Individual style becomes a part of your identity, a way to display your inherent uniqueness. An homage to individuality and the miracle of being one-of-a-kind on a planet full of beings that share 99.8% of their DNA. But the more you invest in that identity, the more energy it requires. It’s a great source of joy until it becomes a chore. And then it’s likely time to liberate yourself of the paradox of choice, and free up energy for other priorities. (Check out Barry Schwartz’s book The Paradox of Choice for more on this cool concept.)
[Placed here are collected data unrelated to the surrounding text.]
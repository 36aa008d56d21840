//! Run log artifacts
//!
//! Every real run writes one artifact per enabled [`LogFormat`] into the
//! log directory, named `bang_copier_<run id>.<ext>`. Existing logs are
//! never overwritten: a taken name gets a `_<n>` suffix. Dry runs write
//! nothing.

use std::fmt::Write as _;
use std::fs::OpenOptions;
use std::io::{self, Write as _};
use std::path::{Path, PathBuf};

use chrono::{DateTime, Local, SecondsFormat};
use serde::Serialize;

use crate::config::LogFormat;
use crate::pipeline::{OperationResult, OperationStatus};

const FILE_PREFIX: &str = "bang_copier_";
const LOG_COLUMNS: &str =
    "timestamp | source_dir | destination_dir | original_filename | new_filename | status | message";
const CSV_COLUMNS: [&str; 8] = [
    "run_id",
    "source",
    "original_filename",
    "new_filename",
    "status",
    "destination",
    "timestamp",
    "message",
];

/// Facts about the run that go into every artifact header
#[derive(Debug, Clone)]
pub struct RunMetadata<'a> {
    /// Source folder
    pub source: &'a Path,
    /// Destination folders in copy order
    pub destinations: &'a [PathBuf],
    /// When the run started; also names the artifacts
    pub started_at: DateTime<Local>,
}

impl<'a> RunMetadata<'a> {
    /// Metadata for a run starting now
    #[must_use]
    pub fn starting_now(source: &'a Path, destinations: &'a [PathBuf]) -> Self {
        Self {
            source,
            destinations,
            started_at: Local::now(),
        }
    }

    /// `YYYY-MM-DD_HH-MM-SS` identifier derived from the start time
    #[must_use]
    pub fn run_id(&self) -> String {
        self.started_at.format("%Y-%m-%d_%H-%M-%S").to_string()
    }
}

/// One log entry per executed operation
#[derive(Debug, Clone, PartialEq, Eq, Serialize)]
pub struct LogEntry {
    /// When the operation finished
    pub timestamp: String,
    /// Source folder
    pub source_dir: PathBuf,
    /// Destination folder
    pub destination_dir: PathBuf,
    /// Name in the source folder, marks included
    pub original_filename: String,
    /// Name in the destination folder
    pub renamed_filename: String,
    /// Final status
    pub status: OperationStatus,
    /// Error message for failed copies
    #[serde(skip_serializing_if = "Option::is_none")]
    pub message: Option<String>,
}

impl From<&OperationResult> for LogEntry {
    fn from(result: &OperationResult) -> Self {
        let op = &result.operation;
        Self {
            timestamp: timestamp(&result.completed_at),
            source_dir: op
                .source_path()
                .parent()
                .map(Path::to_path_buf)
                .unwrap_or_default(),
            destination_dir: op.destination_dir().to_path_buf(),
            original_filename: op.matched_file().original_name().to_string(),
            renamed_filename: op.renamed_name(),
            status: result.status,
            message: result.error_message.clone(),
        }
    }
}

#[derive(Serialize)]
struct JsonDocument<'a> {
    run_id: String,
    timestamp: String,
    source: &'a Path,
    destinations: &'a [PathBuf],
    entries: &'a [LogEntry],
}

/// Writes run log artifacts
#[derive(Debug, Clone)]
pub struct RunLogWriter {
    log_dir: PathBuf,
    formats: Vec<LogFormat>,
}

impl RunLogWriter {
    /// Create a writer for an existing log directory
    #[must_use]
    pub fn new(log_dir: PathBuf, formats: &[LogFormat]) -> Self {
        Self {
            log_dir,
            formats: formats.to_vec(),
        }
    }

    /// Write one artifact per format and return the paths written.
    ///
    /// A format that fails to write is logged as a warning and skipped;
    /// it never fails the run.
    pub fn write(&self, meta: &RunMetadata<'_>, results: &[OperationResult]) -> Vec<PathBuf> {
        let entries: Vec<LogEntry> = results.iter().map(LogEntry::from).collect();
        let stem = self.unique_stem(&meta.run_id());

        let mut written = Vec::new();
        for &format in &self.formats {
            let path = self.log_dir.join(format!("{stem}.{}", format.extension()));
            match render(format, meta, &entries).and_then(|body| write_new(&path, &body)) {
                Ok(()) => {
                    tracing::info!(path = %path.display(), "run log written");
                    written.push(path);
                }
                Err(e) => {
                    tracing::warn!("Failed to write {format:?} log {}: {e}", path.display());
                }
            }
        }
        written
    }

    /// First `bang_copier_<run id>[_<n>]` stem with no artifact of any
    /// enabled format already present
    fn unique_stem(&self, run_id: &str) -> String {
        let base = format!("{FILE_PREFIX}{run_id}");
        let taken = |stem: &str| {
            self.formats
                .iter()
                .any(|f| self.log_dir.join(format!("{stem}.{}", f.extension())).exists())
        };

        let mut stem = base.clone();
        let mut n = 0;
        while taken(&stem) {
            n += 1;
            stem = format!("{base}_{n}");
        }
        stem
    }
}

fn write_new(path: &Path, body: &str) -> io::Result<()> {
    let mut file = OpenOptions::new().write(true).create_new(true).open(path)?;
    file.write_all(body.as_bytes())?;
    file.sync_all()
}

fn timestamp(at: &DateTime<Local>) -> String {
    at.to_rfc3339_opts(SecondsFormat::Millis, false)
}

fn render(format: LogFormat, meta: &RunMetadata<'_>, entries: &[LogEntry]) -> io::Result<String> {
    match format {
        LogFormat::Log => Ok(render_log(meta, entries)),
        LogFormat::Csv => Ok(render_csv(meta, entries)),
        LogFormat::Json => render_json(meta, entries),
    }
}

fn render_log(meta: &RunMetadata<'_>, entries: &[LogEntry]) -> String {
    let mut out = String::new();
    let _ = writeln!(out, "Bang File Copier run: {}", timestamp(&meta.started_at));
    let _ = writeln!(out, "Source: {}", meta.source.display());
    out.push_str("Destinations:\n");
    for dest in meta.destinations {
        let _ = writeln!(out, "  - {}", dest.display());
    }
    out.push_str("\nEntries:\n");
    let _ = writeln!(out, "{LOG_COLUMNS}");
    for e in entries {
        let _ = writeln!(
            out,
            "{} | {} | {} | {} | {} | {} | {}",
            e.timestamp,
            e.source_dir.display(),
            e.destination_dir.display(),
            e.original_filename,
            e.renamed_filename,
            e.status,
            e.message.as_deref().unwrap_or("")
        );
    }
    out
}

fn render_csv(meta: &RunMetadata<'_>, entries: &[LogEntry]) -> String {
    let run_id = meta.run_id();
    let source = meta.source.display().to_string();

    let mut out = String::new();
    let _ = writeln!(out, "{}", CSV_COLUMNS.join(","));
    for e in entries {
        let status = e.status.to_string();
        let destination = e.destination_dir.join(&e.renamed_filename);
        let destination = destination.display().to_string();
        let row: [&str; 8] = [
            &run_id,
            &source,
            &e.original_filename,
            &e.renamed_filename,
            &status,
            &destination,
            &e.timestamp,
            e.message.as_deref().unwrap_or(""),
        ];
        let fields: Vec<String> = row.into_iter().map(csv_field).collect();
        let _ = writeln!(out, "{}", fields.join(","));
    }
    out
}

/// Quote a CSV field when it contains a separator, quote, or line break
fn csv_field(value: &str) -> String {
    if value.contains([',', '"', '\n', '\r']) {
        format!("\"{}\"", value.replace('"', "\"\""))
    } else {
        value.to_string()
    }
}

fn render_json(meta: &RunMetadata<'_>, entries: &[LogEntry]) -> io::Result<String> {
    let doc = JsonDocument {
        run_id: meta.run_id(),
        timestamp: timestamp(&meta.started_at),
        source: meta.source,
        destinations: meta.destinations,
        entries,
    };
    let mut body = serde_json::to_string_pretty(&doc).map_err(io::Error::other)?;
    body.push('\n');
    Ok(body)
}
That’s certainly the space I find myself in. I’ve often stood frozen in front of my closet, my mind working out various pairings of tops, bottom, shoes and accessories like a sommelier making wine-and-cheese pairing recommendations. Before I knew it, 20 minutes and 5 trials had elapsed. I would finally only settle on an outfit when the guilt of not being somewhere important outweighed the addiction of nailing the piece de resistance of outfits for the day. Joyful…and taxing.
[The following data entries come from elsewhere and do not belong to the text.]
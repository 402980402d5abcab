//! Core simulation types: time axis configuration.

use chrono::{NaiveDate, NaiveDateTime, NaiveTime, TimeDelta};

use crate::error::{Error, Result};

/// Default step length in minutes.
pub const DEFAULT_STEP_MINUTES: u32 = 60;

/// Timestamp of the first record when none is configured (2021-01-01 00:00).
pub fn default_start() -> NaiveDateTime {
    NaiveDate::from_ymd_opt(2021, 1, 1)
        .unwrap_or_default()
        .and_time(NaiveTime::default())
}

/// Time axis shared by the battery and every dispatch run.
///
/// # Examples
///
/// ```
/// use bess_sim::sim::types::SimConfig;
///
/// let cfg = SimConfig::default();
/// assert_eq!(cfg.step_minutes, 60);
/// assert_eq!(cfg.dt_hours(), 1.0);
/// ```
#[derive(Debug, Clone, Copy, PartialEq, Eq)]
pub struct SimConfig {
    /// Duration represented by one record, in minutes.
    pub step_minutes: u32,
    /// Timestamp of the first record.
    pub start: NaiveDateTime,
}

impl Default for SimConfig {
    fn default() -> Self {
        Self {
            step_minutes: DEFAULT_STEP_MINUTES,
            start: default_start(),
        }
    }
}

impl SimConfig {
    /// Creates a time axis starting at `start` with `step_minutes` per record.
    ///
    /// # Errors
    ///
    /// Returns [`Error::InvalidArgument`] if `step_minutes` is zero.
    pub fn new(step_minutes: u32, start: NaiveDateTime) -> Result<Self> {
        if step_minutes == 0 {
            return Err(Error::invalid_argument("step_minutes must be > 0"));
        }
        Ok(Self {
            step_minutes,
            start,
        })
    }

    /// Step length in hours (`step / 60`).
    pub fn dt_hours(&self) -> f64 {
        f64::from(self.step_minutes) / 60.0
    }

    /// Step length as a [`TimeDelta`].
    pub fn step(&self) -> TimeDelta {
        TimeDelta::minutes(i64::from(self.step_minutes))
    }

    /// Converts a per-step energy (kWh) into the equivalent power (kW).
    pub fn energy_to_power(&self, energy_kwh: f64) -> f64 {
        energy_kwh * 60.0 / f64::from(self.step_minutes)
    }

    /// Converts a power (kW) held for one step into energy (kWh).
    pub fn power_to_energy(&self, power_kw: f64) -> f64 {
        power_kw * f64::from(self.step_minutes) / 60.0
    }
}

#[cfg(test)]
mod tests {
    use super::*;

    #[test]
    fn default_axis_is_hourly() {
        let cfg = SimConfig::default();
        assert_eq!(cfg.step_minutes, 60);
        assert_eq!(cfg.dt_hours(), 1.0);
        assert_eq!(cfg.start.to_string(), "2021-01-01 00:00:00");
    }

    #[test]
    fn quarter_hour_conversions() {
        let cfg = SimConfig::new(15, default_start()).ok();
        let cfg = cfg.as_ref();
        assert_eq!(cfg.map(SimConfig::dt_hours), Some(0.25));
        assert_eq!(cfg.map(|c| c.power_to_energy(100.0)), Some(25.0));
        assert_eq!(cfg.map(|c| c.energy_to_power(25.0)), Some(100.0));
        assert_eq!(cfg.map(SimConfig::step), Some(TimeDelta::minutes(15)));
    }

    #[test]
    fn zero_step_is_rejected() {
        assert!(SimConfig::new(0, default_start()).is_err());
    }
}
I feel a compelling need to get back to a kind of elegant simplicity, comfortable grace, paring down my closet to a few monochrome confections. Where the pieces I adorn are adored by me, for their comfort, elegance, simplicity and ease. Like a throw-back to wearing a uniform throughout my school days, but just a hair more tantalizing.
I’m picturing a textured black cashmere sweater, black leggings in a few textures, red-bottomed shoes in black patent and rose nude, neutral or red lips, more glasses than contacts. My most important accessories — in addition to my staple David Yurman bracelets and my most precious elephant necklace at my throat — are a steady mind and a sharp tongue. And it’s in placing the emphasis on these last, most important accessories that I draw energy from my closet and re-route it to cultivating my voice.
My real service to the world. I’ll miss you variety, color and long trysts in front of the closet. But you’re stealing the spotlight, and it’s time for my inner light to have that spot again.